→ **Your assignment**: Report the count, and only the count, of lines in the records that include the word "crate".

Data records
+===+
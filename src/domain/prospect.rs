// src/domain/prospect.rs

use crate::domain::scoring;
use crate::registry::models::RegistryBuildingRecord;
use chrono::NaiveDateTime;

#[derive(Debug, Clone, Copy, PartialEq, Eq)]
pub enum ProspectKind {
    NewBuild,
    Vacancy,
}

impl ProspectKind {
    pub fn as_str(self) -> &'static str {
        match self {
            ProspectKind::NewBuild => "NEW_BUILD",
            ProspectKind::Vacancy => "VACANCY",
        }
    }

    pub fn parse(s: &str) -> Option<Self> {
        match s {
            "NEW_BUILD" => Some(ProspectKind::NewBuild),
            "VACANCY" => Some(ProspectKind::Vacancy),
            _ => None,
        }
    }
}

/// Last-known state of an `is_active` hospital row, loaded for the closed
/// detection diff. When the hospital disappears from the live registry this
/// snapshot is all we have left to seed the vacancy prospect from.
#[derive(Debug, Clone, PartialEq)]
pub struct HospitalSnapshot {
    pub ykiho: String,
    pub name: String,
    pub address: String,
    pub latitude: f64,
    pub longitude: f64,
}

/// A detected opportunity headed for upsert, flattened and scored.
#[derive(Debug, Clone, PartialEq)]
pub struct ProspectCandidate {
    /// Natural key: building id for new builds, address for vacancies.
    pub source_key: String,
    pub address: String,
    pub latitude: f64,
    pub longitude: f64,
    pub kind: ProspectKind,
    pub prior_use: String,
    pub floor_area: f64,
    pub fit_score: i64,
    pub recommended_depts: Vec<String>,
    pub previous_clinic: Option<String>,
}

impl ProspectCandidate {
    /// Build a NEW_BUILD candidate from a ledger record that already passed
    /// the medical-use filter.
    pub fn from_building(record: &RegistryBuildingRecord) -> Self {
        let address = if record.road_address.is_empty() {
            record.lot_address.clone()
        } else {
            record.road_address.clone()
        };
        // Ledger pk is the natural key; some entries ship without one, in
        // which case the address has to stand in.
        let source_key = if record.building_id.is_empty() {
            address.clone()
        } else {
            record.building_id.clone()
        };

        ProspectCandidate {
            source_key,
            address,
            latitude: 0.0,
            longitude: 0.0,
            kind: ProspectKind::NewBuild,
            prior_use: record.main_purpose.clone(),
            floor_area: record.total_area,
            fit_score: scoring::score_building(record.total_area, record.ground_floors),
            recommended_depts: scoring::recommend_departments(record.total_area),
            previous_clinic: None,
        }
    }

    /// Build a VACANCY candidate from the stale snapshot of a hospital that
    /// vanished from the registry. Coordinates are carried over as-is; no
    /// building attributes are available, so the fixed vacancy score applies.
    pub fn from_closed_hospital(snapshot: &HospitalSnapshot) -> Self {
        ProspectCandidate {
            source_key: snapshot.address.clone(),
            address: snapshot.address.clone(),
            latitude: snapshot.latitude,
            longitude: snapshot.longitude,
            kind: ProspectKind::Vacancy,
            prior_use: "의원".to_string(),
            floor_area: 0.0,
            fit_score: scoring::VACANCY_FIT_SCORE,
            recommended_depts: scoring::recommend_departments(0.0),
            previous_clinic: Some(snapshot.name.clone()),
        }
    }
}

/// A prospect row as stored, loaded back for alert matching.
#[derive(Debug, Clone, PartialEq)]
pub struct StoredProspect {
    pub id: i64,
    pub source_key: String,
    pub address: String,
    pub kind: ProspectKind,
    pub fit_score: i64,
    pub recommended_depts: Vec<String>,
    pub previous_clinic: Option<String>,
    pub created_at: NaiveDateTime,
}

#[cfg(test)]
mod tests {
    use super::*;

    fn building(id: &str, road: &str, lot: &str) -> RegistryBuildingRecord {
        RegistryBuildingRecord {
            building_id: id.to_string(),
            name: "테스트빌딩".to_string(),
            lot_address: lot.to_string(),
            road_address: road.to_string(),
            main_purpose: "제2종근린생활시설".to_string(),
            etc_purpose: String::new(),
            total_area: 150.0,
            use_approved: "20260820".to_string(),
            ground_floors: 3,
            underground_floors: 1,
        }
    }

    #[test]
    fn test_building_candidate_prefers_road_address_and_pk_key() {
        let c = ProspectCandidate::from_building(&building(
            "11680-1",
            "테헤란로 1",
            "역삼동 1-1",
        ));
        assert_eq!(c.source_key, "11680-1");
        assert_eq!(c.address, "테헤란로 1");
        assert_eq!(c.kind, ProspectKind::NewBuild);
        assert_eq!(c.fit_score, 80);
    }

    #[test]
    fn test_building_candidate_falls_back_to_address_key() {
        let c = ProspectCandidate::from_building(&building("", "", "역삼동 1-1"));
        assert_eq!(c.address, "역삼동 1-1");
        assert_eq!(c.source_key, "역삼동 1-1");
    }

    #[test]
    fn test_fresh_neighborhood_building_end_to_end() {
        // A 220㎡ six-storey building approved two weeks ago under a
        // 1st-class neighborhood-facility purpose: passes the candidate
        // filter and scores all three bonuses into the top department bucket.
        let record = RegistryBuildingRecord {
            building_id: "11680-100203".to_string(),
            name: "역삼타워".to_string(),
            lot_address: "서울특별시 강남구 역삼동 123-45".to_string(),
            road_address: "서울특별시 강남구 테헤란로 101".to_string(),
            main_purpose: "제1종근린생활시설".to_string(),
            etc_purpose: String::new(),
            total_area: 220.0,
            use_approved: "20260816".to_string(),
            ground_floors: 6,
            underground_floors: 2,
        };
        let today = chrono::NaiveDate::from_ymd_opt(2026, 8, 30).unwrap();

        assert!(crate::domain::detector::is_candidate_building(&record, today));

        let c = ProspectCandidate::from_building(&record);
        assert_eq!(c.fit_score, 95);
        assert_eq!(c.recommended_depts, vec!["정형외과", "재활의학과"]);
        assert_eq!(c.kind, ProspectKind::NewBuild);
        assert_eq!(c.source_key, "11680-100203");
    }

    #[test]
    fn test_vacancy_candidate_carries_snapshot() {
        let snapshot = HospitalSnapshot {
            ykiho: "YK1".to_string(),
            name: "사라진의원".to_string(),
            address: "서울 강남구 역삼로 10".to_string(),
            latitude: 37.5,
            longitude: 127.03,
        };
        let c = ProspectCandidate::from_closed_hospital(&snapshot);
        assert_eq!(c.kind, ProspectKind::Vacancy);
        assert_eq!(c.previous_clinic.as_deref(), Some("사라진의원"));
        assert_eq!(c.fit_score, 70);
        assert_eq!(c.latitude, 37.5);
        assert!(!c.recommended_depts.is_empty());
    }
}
+===+
→ **Response**: 3